Whenever the word "symbols" appears in a line of the data below, copy that line.

== Source material ==

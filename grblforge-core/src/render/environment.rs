use crate::error::Result;
use crate::flags::DefineSet;

use super::template::{fill_slots, BoardSpec, BuildTemplate};

/// One `[env:...]` build target, ready to render.
#[derive(Debug, Clone, PartialEq)]
pub struct RenderedEnvironment {
    /// Sanitized identifier; the section name and the `pio run -e` argument.
    pub identifier: String,
    /// Variant display name as written in the profile.
    pub display_name: String,
    /// Board symbol that selected `board`.
    pub board_symbol: String,
    pub board: BoardSpec,
    pub include_flags: Vec<String>,
    pub defines: DefineSet,
    pub lib_deps: Vec<String>,
}

impl RenderedEnvironment {
    /// Fill the template's `environment` text for this target.
    pub fn render(&self, template: &BuildTemplate) -> Result<String> {
        let include_flags = indent_lines(self.include_flags.iter().map(String::as_str));
        let define_flags = indent_lines(self.defines.to_flags().iter().map(String::as_str));
        let lib_deps = indent_lines(self.lib_deps.iter().map(String::as_str));
        let prog_version = self.board.env_name.to_uppercase();

        fill_slots(
            &template.environment,
            &[
                ("display_name", self.display_name.as_str()),
                ("env_name", self.identifier.as_str()),
                ("board", self.board.board.as_str()),
                ("upload_protocol", self.board.upload_protocol.as_str()),
                ("ldscript", self.board.ldscript.as_str()),
                ("prog_version", prog_version.as_str()),
                ("include_flags", include_flags.as_str()),
                ("define_flags", define_flags.as_str()),
                ("lib_deps", lib_deps.as_str()),
            ],
        )
    }
}

/// INI continuation lines: two-space indent, one entry per line.
fn indent_lines<'a>(items: impl Iterator<Item = &'a str>) -> String {
    items
        .map(|item| format!("  {}", item))
        .collect::<Vec<_>>()
        .join("\n")
}

#[cfg(test)]
mod tests {
    use super::*;
    use crate::flags::{merge_layers, Layer, RuleTable};
    use crate::render::template::default_template;
    use serde_json::json;

    fn environment() -> RenderedEnvironment {
        let template = default_template();
        let symbols = match json!({"N_AXIS": 4, "WEB_BUILD": true, "SAFETY_DOOR": false}) {
            serde_json::Value::Object(m) => m,
            _ => unreachable!(),
        };
        RenderedEnvironment {
            identifier: "test_a".into(),
            display_name: "Test (A)".into(),
            board_symbol: "BOARD_LONGBOARD32_EXT".into(),
            board: template.board("BOARD_LONGBOARD32_EXT").unwrap().clone(),
            include_flags: template.include_flags.clone(),
            defines: merge_layers(&[Layer::new("variant", &symbols)], &RuleTable::passthrough()),
            lib_deps: template.lib_deps.clone(),
        }
    }

    #[test]
    fn test_render_environment_section() {
        let text = environment().render(&default_template()).unwrap();
        assert!(text.contains("; Test (A)\n[env:test_a]\n"));
        assert!(text.contains("board = genericSTM32F412VG\n"));
        assert!(text.contains("board_build.ldscript = STM32F412VGTX_FLASH.ld\n"));
        assert!(text.contains("custom_prog_version = SLB_EXT\n"));
        assert!(text.contains("  -D N_AXIS=4\n  -D WEB_BUILD\n"));
        assert!(!text.contains("SAFETY_DOOR"));
    }

    #[test]
    fn test_render_keeps_platformio_markers() {
        let text = environment().render(&default_template()).unwrap();
        assert!(text.contains("  ${common.build_flags}\n"));
        assert!(text.contains("lib_extra_dirs = ${common.lib_extra_dirs}"));
    }

    #[test]
    fn test_include_flags_precede_defines() {
        let text = environment().render(&default_template()).unwrap();
        let include = text.find("-I ./3rdparty/grblhal-rgb-plugin").unwrap();
        let define = text.find("-D N_AXIS=4").unwrap();
        assert!(include < define);
    }
}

===

| Solution to the problem |
        let symbols = match json!({"N_AXIS": 4, "WEB_BUILD": true, "SAFETY_DOOR": false}) {
            defines: merge_layers(&[Layer::new("variant", &symbols)], &RuleTable::passthrough()),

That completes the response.